Mojgan Pedram says in a lawsuit that she had a stable job working in a California emergency room - but decided to take a position at Texas Children's Hospital because she is passionate about children.
'Everything was already set, and I relocated,' she recounted to Click 2 Houston.
'I moved here and I was planning to, like financially start to be stable again, but all of it in a second was ruined.'
Pedram said she hired in April, and in late May, she went to the hospital to finish a health screening.
Mojgam Pedram is suing Texas Children's Hospital - claiming she moved from California for a job there, only to find out that the position was being cut
But Pedram said she then got a call from the hospital, telling her they were putting the job offer on hold.

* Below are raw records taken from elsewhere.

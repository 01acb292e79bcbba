use std::collections::BTreeSet;

use serde::Serialize;

const ALLOW_SENDER_ALLOWLIST: &str = "allow_sender_allowlist";
const ALLOW_DESTINATION_MATCH: &str = "allow_destination_match";
const DENY_UNCONFIGURED: &str = "deny_unconfigured";
const DENY_SENDER_MISSING: &str = "deny_sender_missing";
const DENY_SENDER_NOT_ALLOWED: &str = "deny_sender_not_allowed";

#[derive(Debug, Clone, Default, PartialEq, Eq, Serialize)]
/// Identities allowed to answer escalation requests.
pub struct SenderAuthorizationConfig {
    pub allowed_sender_ids: BTreeSet<String>,
    pub allowed_destination_id: Option<String>,
}

impl SenderAuthorizationConfig {
    /// Builds a config from raw identity strings, dropping blank entries.
    pub fn new<I, S>(allowed_sender_ids: I, allowed_destination_id: Option<&str>) -> Self
    where
        I: IntoIterator<Item = S>,
        S: AsRef<str>,
    {
        let allowed_sender_ids = allowed_sender_ids
            .into_iter()
            .map(|value| value.as_ref().trim().to_string())
            .filter(|value| !value.is_empty())
            .collect();
        let allowed_destination_id = allowed_destination_id
            .map(str::trim)
            .filter(|value| !value.is_empty())
            .map(ToString::to_string);
        Self {
            allowed_sender_ids,
            allowed_destination_id,
        }
    }

    /// Parses a comma-separated allowlist such as `"1234, 5678"`.
    pub fn from_csv(allowed_sender_ids: &str, allowed_destination_id: Option<&str>) -> Self {
        Self::new(allowed_sender_ids.split(','), allowed_destination_id)
    }

    pub fn is_configured(&self) -> bool {
        !self.allowed_sender_ids.is_empty() || self.allowed_destination_id.is_some()
    }
}

#[derive(Debug, Clone, PartialEq, Eq, Serialize)]
#[serde(tag = "decision", rename_all = "snake_case")]
/// Outcome of a sender authorization check.
pub enum SenderAccessDecision {
    Allow { reason_code: String },
    Deny { reason_code: String },
}

impl SenderAccessDecision {
    fn allow(reason_code: &str) -> Self {
        Self::Allow {
            reason_code: reason_code.to_string(),
        }
    }

    fn deny(reason_code: &str) -> Self {
        Self::Deny {
            reason_code: reason_code.to_string(),
        }
    }

    pub fn is_allowed(&self) -> bool {
        matches!(self, Self::Allow { .. })
    }

    pub fn reason_code(&self) -> &str {
        match self {
            Self::Allow { reason_code } | Self::Deny { reason_code } => reason_code,
        }
    }
}

/// Decides whether `sender_id`, writing in `conversation_id`, may answer.
///
/// A non-empty sender allowlist is authoritative; the destination match is
/// only consulted when no sender ids are configured.
pub fn evaluate_sender_access(
    config: &SenderAuthorizationConfig,
    sender_id: Option<&str>,
    conversation_id: &str,
) -> SenderAccessDecision {
    if !config.is_configured() {
        return SenderAccessDecision::deny(DENY_UNCONFIGURED);
    }
    let Some(sender_id) = sender_id.map(str::trim).filter(|value| !value.is_empty()) else {
        return SenderAccessDecision::deny(DENY_SENDER_MISSING);
    };

    if !config.allowed_sender_ids.is_empty() {
        if config.allowed_sender_ids.contains(sender_id) {
            return SenderAccessDecision::allow(ALLOW_SENDER_ALLOWLIST);
        }
        return SenderAccessDecision::deny(DENY_SENDER_NOT_ALLOWED);
    }
    if config
        .allowed_destination_id
        .as_deref()
        .is_some_and(|destination| destination == conversation_id.trim())
    {
        return SenderAccessDecision::allow(ALLOW_DESTINATION_MATCH);
    }
    SenderAccessDecision::deny(DENY_SENDER_NOT_ALLOWED)
}

#[cfg(test)]
mod tests {
    use super::{evaluate_sender_access, SenderAccessDecision, SenderAuthorizationConfig};

    #[test]
    fn unit_from_csv_trims_and_drops_blank_entries() {
        let config = SenderAuthorizationConfig::from_csv(" 42, ,7 ,", Some("  "));
        assert_eq!(
            config.allowed_sender_ids.iter().collect::<Vec<_>>(),
            vec!["42", "7"]
        );
        assert_eq!(config.allowed_destination_id, None);
        assert!(config.is_configured());
    }

    #[test]
    fn unit_unconfigured_filter_denies_every_sender() {
        let config = SenderAuthorizationConfig::default();
        assert!(!config.is_configured());
        for sender in [Some("1"), Some("anyone"), None] {
            let decision = evaluate_sender_access(&config, sender, "1");
            assert_eq!(decision.reason_code(), "deny_unconfigured");
            assert!(!decision.is_allowed());
        }
    }

    #[test]
    fn unit_allowlisted_sender_is_allowed_in_any_conversation() {
        let config = SenderAuthorizationConfig::from_csv("42", None);
        let decision = evaluate_sender_access(&config, Some("42"), "-100999");
        assert_eq!(
            decision,
            SenderAccessDecision::Allow {
                reason_code: "allow_sender_allowlist".to_string()
            }
        );
    }

    #[test]
    fn unit_destination_mode_allows_messages_from_the_destination_conversation() {
        let config = SenderAuthorizationConfig::new(Vec::<String>::new(), Some("555"));
        let private_chat = evaluate_sender_access(&config, Some("555"), "555");
        assert_eq!(private_chat.reason_code(), "allow_destination_match");

        let elsewhere = evaluate_sender_access(&config, Some("555"), "777");
        assert_eq!(elsewhere.reason_code(), "deny_sender_not_allowed");
    }

    #[test]
    fn regression_allowlist_is_not_bypassed_by_destination_match() {
        let config = SenderAuthorizationConfig::from_csv("42", Some("-100555"));
        let group_member = evaluate_sender_access(&config, Some("666"), "-100555");
        assert_eq!(
            group_member,
            SenderAccessDecision::Deny {
                reason_code: "deny_sender_not_allowed".to_string()
            }
        );
        let allowlisted = evaluate_sender_access(&config, Some("42"), "-100555");
        assert_eq!(allowlisted.reason_code(), "allow_sender_allowlist");
    }

    #[test]
    fn unit_missing_sender_identity_is_denied_even_in_destination_conversation() {
        let config = SenderAuthorizationConfig::new(["42"], Some("555"));
        let decision = evaluate_sender_access(&config, Some("   "), "555");
        assert_eq!(decision.reason_code(), "deny_sender_missing");
        let decision = evaluate_sender_access(&config, None, "555");
        assert_eq!(decision.reason_code(), "deny_sender_missing");
    }

    #[test]
    fn unit_decision_serializes_with_tag_and_reason() {
        let decision = SenderAccessDecision::Deny {
            reason_code: "deny_sender_not_allowed".to_string(),
        };
        let value = serde_json::to_value(&decision).expect("serialize");
        assert_eq!(value["decision"], "deny");
        assert_eq!(value["reason_code"], "deny_sender_not_allowed");
    }
}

'I asked them, "For how long have you been aware of this, and you didn't tell me?"' she remembers asking the hospital staff.
'And they said, "Well, it's been going on for two months," and then I was like, "I was offered the job in two months, so you were already aware. Why didn't you even tell me or inform me?"'
She said she had already spent about $30,000 moving from California to Texas, but that does not even include 'all the expenses about flying, you know everything like that, and then also having to find a place over here right in a short amount of time.'
Her attorney, Jacob Scholl, now says Pedram was a victim of the hospital's hiring freeze.
'The takeaway is that Texas Children's Hospital, in all of their bureaucracy, leaves their employees by the wayside,' he told Click 2 Houston.
'They don't seem to care about the decisions that they make and how they affect not just the individual employees, but the community and their family members as well.'
The suit comes as Texas Children's Hospital announces it is laying off 5 percent of its workforce
DailyMail.com has reached out to Texas Children's Hospital for comment.
But on Tuesday, it announced it was laying off five percent of its workforce amid a series of financial challenges.
Executive Vice President and Chief Human Resources Officer Linda Aldred told the Houston Chronicle the hospital has about 20,000 employees across 120 locations - meaning that a five percent reduction in staff would cut about 1,000 jobs.
The cuts will be made to various departments, from frontline workers to leadership, the Chronicle reports.
Some of the employees who will face the layoffs are recent hires, while others have been with the hospital for more than 20 years, Aldred said.
Executive Vice President and Chief Human Resources Officer Linda Aldred blamed the layoffs on 'historic challenges' within the health care industry
She blamed the layoffs on 'historic challenges' within the health care industry - including rising costs for both supplies and labor, and the end of pandemic-era health emergency declarations.
'Hospitals and health care facilities across the country, they're making this challenging decision. And that's where we really found ourselves,' she told the Chronicle.
'This has been such a hard decision for us.'
Aldred noted that the hospital considered other options, and even reduced the size of its executive team by about 10 percent before deciding layoffs were necessary.
Executives will also face pay cuts this fiscal year, she said, after the hospital reported an operating income loss of nearly $200 million through the first six months of the current fiscal year.
Multiple factors, including lower patient volumes in Houston and a two week delay in opening a new campus in Austin contributed to the loss.